Start of Dataset extract

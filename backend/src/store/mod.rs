//! The in-memory Record Store and its startup loader.
//!
//! - `state`: the two collections (connectors, sources) behind one lock,
//!   shared with every handler as `web::Data<RecordStore>`.
//! - `fixtures`: reads the fixture files that seed the store at startup.

pub mod fixtures;
pub mod state;

pub use state::{Collections, RecordStore};
pub mod model;
pub mod requests;
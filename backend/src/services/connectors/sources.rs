//! # Flat Source Listing Service
//!
//! Serves `GET /connectors/{connector_id}/sources`, the older read shape in
//! which every source repeats its owning `connector_id`.

use crate::error::ApiError;
use crate::registry::identity::resolve_connector;
use crate::registry::validation::parse_connector_id;
use crate::store::RecordStore;
use actix_web::{web, HttpResponse};
use common::model::source::SourcesList;

/// Actix web handler for the flat source listing.
///
/// An existing connector without sources yields `{"sources": []}`; an
/// unknown connector is a `404`.
pub(crate) async fn process(
    store: web::Data<RecordStore>,
    connector_id: web::Path<String>,
) -> Result<HttpResponse, ApiError> {
    let id = parse_connector_id(&connector_id)?;
    let collections = store.read().await;
    let connector = resolve_connector(&collections, &id)?;
    let sources = collections
        .list_sources_for(connector.id)
        .cloned()
        .collect();
    Ok(HttpResponse::Ok().json(SourcesList { sources }))
}
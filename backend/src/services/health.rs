use crate::store::RecordStore;
use actix_web::web::{get, resource};
use actix_web::{web, HttpResponse, Resource};

pub fn configure_routes() -> Resource {
    resource("/health").route(get().to(process))
}

/// Liveness check, with the current record counts.
async fn process(store: web::Data<RecordStore>) -> HttpResponse {
    let collections = store.read().await;
    HttpResponse::Ok().json(serde_json::json!({
        "status": "ok",
        "connectors": collections.list_connectors().len(),
        "sources": collections.list_sources().len(),
    }))
}
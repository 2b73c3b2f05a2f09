//! Seeds the Record Store from static fixture files.
//!
//! Two JSON arrays are read once at startup: `connectors.json` and
//! `sources.json`. They come from `CONNECTORS_FIXTURES_DIR` when configured,
//! otherwise from the copies embedded into the binary at build time.
//!
//! Every record must satisfy the same field rules the API enforces
//! (`months_to_fetch` in range, `last_update` timestamp shape); a violation
//! fails the load. Integrity problems (duplicate keys, sources without a
//! connector) are only logged and the records are kept; duplicates later
//! surface as `Conflict` when a request tries to resolve them.

use crate::error::ApiError;
use crate::registry::validation::{validate_last_update, validate_months_to_fetch};
use crate::store::state::Collections;
use common::model::connector::Connector;
use common::model::source::Source;
use include_dir::{include_dir, Dir};
use log::{info, warn};
use serde::de::DeserializeOwned;
use std::collections::HashSet;
use std::fs;
use std::path::Path;

static EMBEDDED_FIXTURES: Dir = include_dir!("$CARGO_MANIFEST_DIR/fixtures");

pub const CONNECTORS_FILE: &str = "connectors.json";
pub const SOURCES_FILE: &str = "sources.json";

/// Loads both collections, from `dir` when given, else from the embedded set.
pub fn load(dir: Option<&Path>) -> Result<Collections, ApiError> {
    let (connectors_raw, sources_raw) = match dir {
        Some(dir) => {
            info!("Loading fixtures from {}", dir.display());
            (
                read_file(&dir.join(CONNECTORS_FILE))?,
                read_file(&dir.join(SOURCES_FILE))?,
            )
        }
        None => {
            info!("Loading embedded fixtures");
            (embedded(CONNECTORS_FILE)?, embedded(SOURCES_FILE)?)
        }
    };

    let connectors: Vec<Connector> = parse(CONNECTORS_FILE, &connectors_raw)?;
    info!("Connectors data loaded: {} records", connectors.len());
    let sources: Vec<Source> = parse(SOURCES_FILE, &sources_raw)?;
    info!("Connector sources data loaded: {} records", sources.len());
    check_records(&connectors, &sources)?;

    for problem in integrity_problems(&connectors, &sources) {
        warn!("Fixture integrity: {}", problem);
    }

    Ok(Collections::new(connectors, sources))
}

fn read_file(path: &Path) -> Result<Vec<u8>, ApiError> {
    fs::read(path).map_err(|e| ApiError::Fixture(format!("{}: {}", path.display(), e)))
}

fn embedded(name: &str) -> Result<Vec<u8>, ApiError> {
    EMBEDDED_FIXTURES
        .get_file(name)
        .map(|f| f.contents().to_vec())
        .ok_or_else(|| ApiError::Fixture(format!("embedded fixture '{}' is missing", name)))
}

fn parse<T: DeserializeOwned>(name: &str, raw: &[u8]) -> Result<Vec<T>, ApiError> {
    serde_json::from_slice(raw).map_err(|e| ApiError::Fixture(format!("{}: {}", name, e)))
}

fn check_records(connectors: &[Connector], sources: &[Source]) -> Result<(), ApiError> {
    for connector in connectors {
        if let Some(months) = connector.months_to_fetch {
            validate_months_to_fetch(i64::from(months)).map_err(|e| {
                ApiError::Fixture(format!("{}: connector {}: {}", CONNECTORS_FILE, connector.id, e))
            })?;
        }
    }
    for source in sources {
        if let Some(stability) = &source.stability {
            validate_last_update(&stability.last_update).map_err(|e| {
                ApiError::Fixture(format!(
                    "{}: source '{}' of connector {}: {}",
                    SOURCES_FILE, source.source_type, source.connector_id, e
                ))
            })?;
        }
    }
    Ok(())
}

/// Describes every broken uniqueness or ownership invariant in the data.
pub fn integrity_problems(connectors: &[Connector], sources: &[Source]) -> Vec<String> {
    let mut problems = Vec::new();

    let mut ids = HashSet::new();
    for connector in connectors {
        if !ids.insert(connector.id) {
            problems.push(format!("duplicate connector id {}", connector.id));
        }
    }

    let mut keys = HashSet::new();
    for source in sources {
        if !keys.insert((source.connector_id, source.source_type)) {
            problems.push(format!(
                "duplicate source '{}' for connector {}",
                source.source_type, source.connector_id
            ));
        }
        if !ids.contains(&source.connector_id) {
            problems.push(format!(
                "source '{}' references unknown connector {}",
                source.source_type, source.connector_id
            ));
        }
    }

    problems
}
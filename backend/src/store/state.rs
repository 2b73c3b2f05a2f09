//! Shared, lock-guarded storage for connectors and sources.
//!
//! The main components are:
//! - `Collections`: the two record vectors, kept in insertion order. All
//!   lookups and writes are synchronous methods on this type.
//! - `RecordStore`: a clonable handle holding `Collections` behind a single
//!   `Arc<RwLock>`. It is created in `main.rs` and injected into the Actix
//!   application as `web::Data`. Reads share the lock; every mutation runs
//!   under the exclusive guard, which makes a whole batch one critical
//!   section.
//!
//! Lookups are linear scans. Both collections hold a handful of records per
//! deployment.

use common::model::connector::Connector;
use common::model::source::{Source, SourceType};
use std::sync::Arc;
use tokio::sync::{RwLock, RwLockReadGuard, RwLockWriteGuard};
use uuid::Uuid;

#[derive(Debug, Default, Clone, PartialEq, Eq)]
pub struct Collections {
    connectors: Vec<Connector>,
    sources: Vec<Source>,
}

impl Collections {
    pub fn new(connectors: Vec<Connector>, sources: Vec<Source>) -> Self {
        Self {
            connectors,
            sources,
        }
    }

    /// First connector with this id, if any.
    pub fn get_connector(&self, id: Uuid) -> Option<&Connector> {
        self.connectors.iter().find(|c| c.id == id)
    }

    /// Every connector carrying this id. More than one means the fixture
    /// data broke the uniqueness invariant.
    pub fn connectors_with_id(&self, id: Uuid) -> impl Iterator<Item = &Connector> + '_ {
        self.connectors.iter().filter(move |c| c.id == id)
    }

    pub fn get_source(&self, connector_id: Uuid, source_type: SourceType) -> Option<&Source> {
        self.sources_with_key(connector_id, source_type).next()
    }

    /// Every source stored under `(connector_id, source_type)`.
    pub fn sources_with_key(
        &self,
        connector_id: Uuid,
        source_type: SourceType,
    ) -> impl Iterator<Item = &Source> + '_ {
        self.sources
            .iter()
            .filter(move |s| s.connector_id == connector_id && s.source_type == source_type)
    }

    pub fn list_connectors(&self) -> &[Connector] {
        &self.connectors
    }

    pub fn list_sources(&self) -> &[Source] {
        &self.sources
    }

    /// Sources owned by `connector_id`, in store order. Possibly empty.
    pub fn list_sources_for(&self, connector_id: Uuid) -> impl Iterator<Item = &Source> + '_ {
        self.sources
            .iter()
            .filter(move |s| s.connector_id == connector_id)
    }

    /// Overwrites the connector with the same id in place.
    ///
    /// Returns `false` and changes nothing when no such connector exists;
    /// callers resolve identity first.
    pub fn replace_connector(&mut self, connector: Connector) -> bool {
        match self.connectors.iter_mut().find(|c| c.id == connector.id) {
            Some(slot) => {
                *slot = connector;
                true
            }
            None => false,
        }
    }

    /// Overwrites the source with the same `(connector_id, type)` in place.
    /// Same no-op contract as `replace_connector`.
    pub fn replace_source(&mut self, source: Source) -> bool {
        match self.sources.iter_mut().find(|s| {
            s.connector_id == source.connector_id && s.source_type == source.source_type
        }) {
            Some(slot) => {
                *slot = source;
                true
            }
            None => false,
        }
    }

    /// Appends a connector. Uniqueness is the caller's concern.
    pub fn insert_connector(&mut self, connector: Connector) {
        self.connectors.push(connector);
    }

    /// Appends a source. Uniqueness is the caller's concern.
    pub fn insert_source(&mut self, source: Source) {
        self.sources.push(source);
    }

    /// Removes the connector and every source it owns.
    pub fn remove_connector(&mut self, id: Uuid) -> Option<(Connector, Vec<Source>)> {
        let pos = self.connectors.iter().position(|c| c.id == id)?;
        let connector = self.connectors.remove(pos);
        let (owned, kept): (Vec<Source>, Vec<Source>) = std::mem::take(&mut self.sources)
            .into_iter()
            .partition(|s| s.connector_id == id);
        self.sources = kept;
        Some((connector, owned))
    }

    pub fn remove_source(&mut self, connector_id: Uuid, source_type: SourceType) -> Option<Source> {
        let pos = self
            .sources
            .iter()
            .position(|s| s.connector_id == connector_id && s.source_type == source_type)?;
        Some(self.sources.remove(pos))
    }
}

/// Clonable handle to the store shared across all requests.
#[derive(Clone, Default)]
pub struct RecordStore {
    inner: Arc<RwLock<Collections>>,
}

impl RecordStore {
    pub fn new(collections: Collections) -> Self {
        Self {
            inner: Arc::new(RwLock::new(collections)),
        }
    }

    pub async fn read(&self) -> RwLockReadGuard<'_, Collections> {
        self.inner.read().await
    }

    pub async fn write(&self) -> RwLockWriteGuard<'_, Collections> {
        self.inner.write().await
    }
}
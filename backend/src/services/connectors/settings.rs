//! # Connector Settings Service
//!
//! Serves `PATCH /connectors/settings`, which updates connector-level
//! attributes rather than sources. The route is registered ahead of
//! `/{connector_id}` in `configure_routes`.
//!
//! ## Workflow
//!
//! 1.  **Validation**: each entry needs an id and at least one of `hidden`
//!     and `months_to_fetch`; the latter must lie in `1..=24`. Unknown keys
//!     are rejected while the body is deserialized.
//!
//! 2.  **Merge**: `apply_connector_changes` stages every entry, repeated ids
//!     building on the previous staged copy, then commits.
//!
//! 3.  **HTTP Response**: `200 OK` with `{"connectors": [...]}`.

use crate::error::ApiError;
use crate::registry::reconcile::apply_connector_changes;
use crate::registry::validation::validate_connectors_update;
use crate::store::RecordStore;
use actix_web::{web, HttpResponse};
use common::model::connector::ConnectorsList;
use common::requests::ConnectorsUpdate;
use log::info;

/// Actix web handler for `PATCH /connectors/settings`.
///
/// # Returns
/// - `200 OK` with the resulting connectors, once each.
/// - `404 Not Found` for an unknown connector; nothing is written.
/// - `422 Unprocessable Entity` for an empty or out-of-range entry.
pub(crate) async fn process(
    store: web::Data<RecordStore>,
    payload: web::Json<ConnectorsUpdate>,
) -> Result<HttpResponse, ApiError> {
    let changes = validate_connectors_update(&payload)?;
    let mut collections = store.write().await;
    let connectors = apply_connector_changes(&mut collections, &changes)?;
    info!("Connector settings updated for {} connector(s)", connectors.len());
    Ok(HttpResponse::Ok().json(ConnectorsList { connectors }))
}
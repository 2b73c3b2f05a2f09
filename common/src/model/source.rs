use serde::{Deserialize, Serialize};
use std::fmt;
use std::str::FromStr;
use uuid::Uuid;

/// The closed set of access channels a connector can expose.
#[derive(Debug, Clone, Copy, PartialEq, Eq, Hash, Serialize, Deserialize)]
#[serde(rename_all = "lowercase")]
pub enum SourceType {
    OpenApi,
    Fallback,
    DirectAccess,
}

impl SourceType {
    pub const ALL: [SourceType; 3] = [
        SourceType::OpenApi,
        SourceType::Fallback,
        SourceType::DirectAccess,
    ];

    pub fn as_str(&self) -> &'static str {
        match self {
            SourceType::OpenApi => "openapi",
            SourceType::Fallback => "fallback",
            SourceType::DirectAccess => "directaccess",
        }
    }
}

impl fmt::Display for SourceType {
    fn fmt(&self, f: &mut fmt::Formatter<'_>) -> fmt::Result {
        f.write_str(self.as_str())
    }
}

/// Error returned when a string names no known `SourceType`.
#[derive(Debug, Clone, PartialEq, Eq)]
pub struct UnknownSourceType(pub String);

impl fmt::Display for UnknownSourceType {
    fn fmt(&self, f: &mut fmt::Formatter<'_>) -> fmt::Result {
        let expected: Vec<&str> = SourceType::ALL.iter().map(|t| t.as_str()).collect();
        write!(
            f,
            "unknown source type '{}' (expected one of: {})",
            self.0,
            expected.join(", ")
        )
    }
}

impl std::error::Error for UnknownSourceType {}

impl FromStr for SourceType {
    type Err = UnknownSourceType;

    fn from_str(s: &str) -> Result<Self, Self::Err> {
        SourceType::ALL
            .into_iter()
            .find(|t| t.as_str() == s)
            .ok_or_else(|| UnknownSourceType(s.to_string()))
    }
}

#[derive(Debug, Clone, Copy, PartialEq, Eq, Default, Serialize, Deserialize)]
#[serde(rename_all = "lowercase")]
pub enum StabilityStatus {
    Stable,
    Unstable,
    Down,
    #[default]
    Unknown,
}

/// Last observed operational stability of a source.
#[derive(Debug, Clone, PartialEq, Eq, Serialize, Deserialize)]
pub struct Stability {
    #[serde(default)]
    pub status: StabilityStatus,
    /// Formatted as `YYYY-MM-DD HH:MM:SS`.
    pub last_update: String,
}

/// A source as stored: one row per `(connector_id, source_type)`.
#[derive(Debug, Clone, PartialEq, Eq, Serialize, Deserialize)]
pub struct Source {
    #[serde(alias = "uuid_connector")]
    pub connector_id: Uuid,
    #[serde(rename = "type", alias = "name")]
    pub source_type: SourceType,
    pub available: bool,
    #[serde(default, skip_serializing_if = "Option::is_none")]
    pub stability: Option<Stability>,
}

impl Source {
    /// Drops the owning connector reference, for use inside an aggregate.
    pub fn to_connector_source(&self) -> ConnectorSource {
        ConnectorSource {
            source_type: self.source_type,
            available: self.available,
            stability: self.stability.clone(),
        }
    }
}

/// A source as seen nested under its connector.
#[derive(Debug, Clone, PartialEq, Eq, Serialize, Deserialize)]
pub struct ConnectorSource {
    #[serde(rename = "type", alias = "name")]
    pub source_type: SourceType,
    pub available: bool,
    #[serde(default, skip_serializing_if = "Option::is_none")]
    pub stability: Option<Stability>,
}

/// Flat listing of one connector's sources.
#[derive(Debug, Clone, Serialize, Deserialize)]
pub struct SourcesList {
    pub sources: Vec<Source>,
}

End of Dataset extract

Return word for word the lines above from the line with "in the data." to the line with "references unknown connector", including both and leaving out all others.

/// Describes every broken uniqueness or ownership invariant in the data.
pub fn integrity_problems(connectors: &[Connector], sources: &[Source]) -> Vec<String> {
    let mut problems = Vec::new();

    let mut ids = HashSet::new();
    for connector in connectors {
        if !ids.insert(connector.id) {
            problems.push(format!("duplicate connector id {}", connector.id));
        }
    }

    let mut keys = HashSet::new();
    for source in sources {
        if !keys.insert((source.connector_id, source.source_type)) {
            problems.push(format!(
                "duplicate source '{}' for connector {}",
                source.source_type, source.connector_id
            ));
        }
        if !ids.contains(&source.connector_id) {
            problems.push(format!(
                "source '{}' references unknown connector {}",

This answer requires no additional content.